▶ [The problem]: Reply with one number only: the count of lines below that contain the word "GroupState".

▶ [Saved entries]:
((
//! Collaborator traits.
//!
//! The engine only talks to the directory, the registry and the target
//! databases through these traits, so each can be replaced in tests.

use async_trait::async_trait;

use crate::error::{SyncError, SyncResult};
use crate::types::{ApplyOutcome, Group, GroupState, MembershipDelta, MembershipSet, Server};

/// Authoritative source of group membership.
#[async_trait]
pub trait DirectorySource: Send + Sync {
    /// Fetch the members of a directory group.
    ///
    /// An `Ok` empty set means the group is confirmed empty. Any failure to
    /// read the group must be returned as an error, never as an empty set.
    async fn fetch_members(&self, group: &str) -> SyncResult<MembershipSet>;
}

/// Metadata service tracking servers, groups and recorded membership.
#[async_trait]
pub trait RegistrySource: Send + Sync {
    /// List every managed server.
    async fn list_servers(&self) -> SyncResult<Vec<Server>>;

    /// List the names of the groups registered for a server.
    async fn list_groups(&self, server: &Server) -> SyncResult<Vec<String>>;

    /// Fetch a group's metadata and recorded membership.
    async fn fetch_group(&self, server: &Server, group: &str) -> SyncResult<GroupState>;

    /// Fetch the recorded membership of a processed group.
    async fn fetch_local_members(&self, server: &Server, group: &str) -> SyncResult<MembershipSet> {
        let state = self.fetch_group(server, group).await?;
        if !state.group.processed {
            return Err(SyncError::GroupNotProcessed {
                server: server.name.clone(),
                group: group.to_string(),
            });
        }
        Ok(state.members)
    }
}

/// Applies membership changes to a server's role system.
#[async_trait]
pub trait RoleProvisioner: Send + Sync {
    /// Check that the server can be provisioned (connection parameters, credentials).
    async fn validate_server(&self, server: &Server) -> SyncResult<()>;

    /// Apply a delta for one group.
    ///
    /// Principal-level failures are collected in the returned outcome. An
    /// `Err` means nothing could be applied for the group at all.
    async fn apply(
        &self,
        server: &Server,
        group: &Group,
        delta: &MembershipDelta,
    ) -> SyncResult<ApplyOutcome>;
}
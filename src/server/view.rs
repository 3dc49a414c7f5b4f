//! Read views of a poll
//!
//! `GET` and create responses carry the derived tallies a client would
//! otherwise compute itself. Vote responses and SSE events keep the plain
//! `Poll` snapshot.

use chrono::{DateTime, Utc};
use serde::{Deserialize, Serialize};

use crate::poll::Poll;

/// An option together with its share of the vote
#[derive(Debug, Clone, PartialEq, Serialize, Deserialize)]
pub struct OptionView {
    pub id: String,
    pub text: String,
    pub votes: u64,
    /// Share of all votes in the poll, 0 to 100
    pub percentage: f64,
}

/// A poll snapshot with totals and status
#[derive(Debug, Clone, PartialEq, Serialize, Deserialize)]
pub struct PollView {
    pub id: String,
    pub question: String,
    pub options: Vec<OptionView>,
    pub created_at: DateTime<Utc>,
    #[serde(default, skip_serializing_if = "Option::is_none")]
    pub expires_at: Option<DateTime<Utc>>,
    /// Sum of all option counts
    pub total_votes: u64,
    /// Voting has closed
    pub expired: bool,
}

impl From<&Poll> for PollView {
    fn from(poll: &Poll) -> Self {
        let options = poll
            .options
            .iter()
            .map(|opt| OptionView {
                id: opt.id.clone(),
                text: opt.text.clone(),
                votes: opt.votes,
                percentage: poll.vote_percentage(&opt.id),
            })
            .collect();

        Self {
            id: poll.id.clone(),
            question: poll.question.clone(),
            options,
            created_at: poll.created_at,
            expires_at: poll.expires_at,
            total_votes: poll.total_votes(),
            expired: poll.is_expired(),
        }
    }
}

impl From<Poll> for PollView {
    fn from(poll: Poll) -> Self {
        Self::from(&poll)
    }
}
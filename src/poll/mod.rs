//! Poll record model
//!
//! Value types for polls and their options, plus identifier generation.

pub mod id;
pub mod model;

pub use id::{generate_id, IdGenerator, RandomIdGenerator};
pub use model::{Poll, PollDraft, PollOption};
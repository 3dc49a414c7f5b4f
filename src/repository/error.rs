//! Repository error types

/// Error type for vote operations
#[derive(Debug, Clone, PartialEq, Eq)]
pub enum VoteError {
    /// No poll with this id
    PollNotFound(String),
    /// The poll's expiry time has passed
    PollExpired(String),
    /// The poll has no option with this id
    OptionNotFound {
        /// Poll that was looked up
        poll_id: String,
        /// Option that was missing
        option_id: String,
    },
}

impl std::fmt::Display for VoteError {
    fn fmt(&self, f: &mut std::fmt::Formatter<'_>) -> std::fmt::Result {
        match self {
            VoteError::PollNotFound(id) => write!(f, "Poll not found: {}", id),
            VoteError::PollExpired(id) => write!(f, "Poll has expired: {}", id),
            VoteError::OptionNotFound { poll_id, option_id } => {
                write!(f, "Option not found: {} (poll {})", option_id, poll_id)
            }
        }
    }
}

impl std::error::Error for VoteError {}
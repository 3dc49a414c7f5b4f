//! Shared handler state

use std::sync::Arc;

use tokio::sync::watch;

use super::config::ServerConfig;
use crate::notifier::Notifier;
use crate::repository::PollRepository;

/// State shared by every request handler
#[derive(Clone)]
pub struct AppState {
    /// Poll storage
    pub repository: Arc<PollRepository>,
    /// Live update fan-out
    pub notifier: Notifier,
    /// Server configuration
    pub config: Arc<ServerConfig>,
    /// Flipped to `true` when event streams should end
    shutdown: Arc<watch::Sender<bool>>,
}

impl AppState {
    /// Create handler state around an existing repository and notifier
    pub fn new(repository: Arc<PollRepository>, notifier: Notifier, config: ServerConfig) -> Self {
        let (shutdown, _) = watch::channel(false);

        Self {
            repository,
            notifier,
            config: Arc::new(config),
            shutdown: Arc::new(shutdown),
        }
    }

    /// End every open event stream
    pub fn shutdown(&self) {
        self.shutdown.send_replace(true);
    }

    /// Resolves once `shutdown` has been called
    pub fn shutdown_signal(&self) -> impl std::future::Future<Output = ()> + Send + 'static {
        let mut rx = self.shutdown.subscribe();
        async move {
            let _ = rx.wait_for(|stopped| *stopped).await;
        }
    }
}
))
▶ [Exercise answer]: 2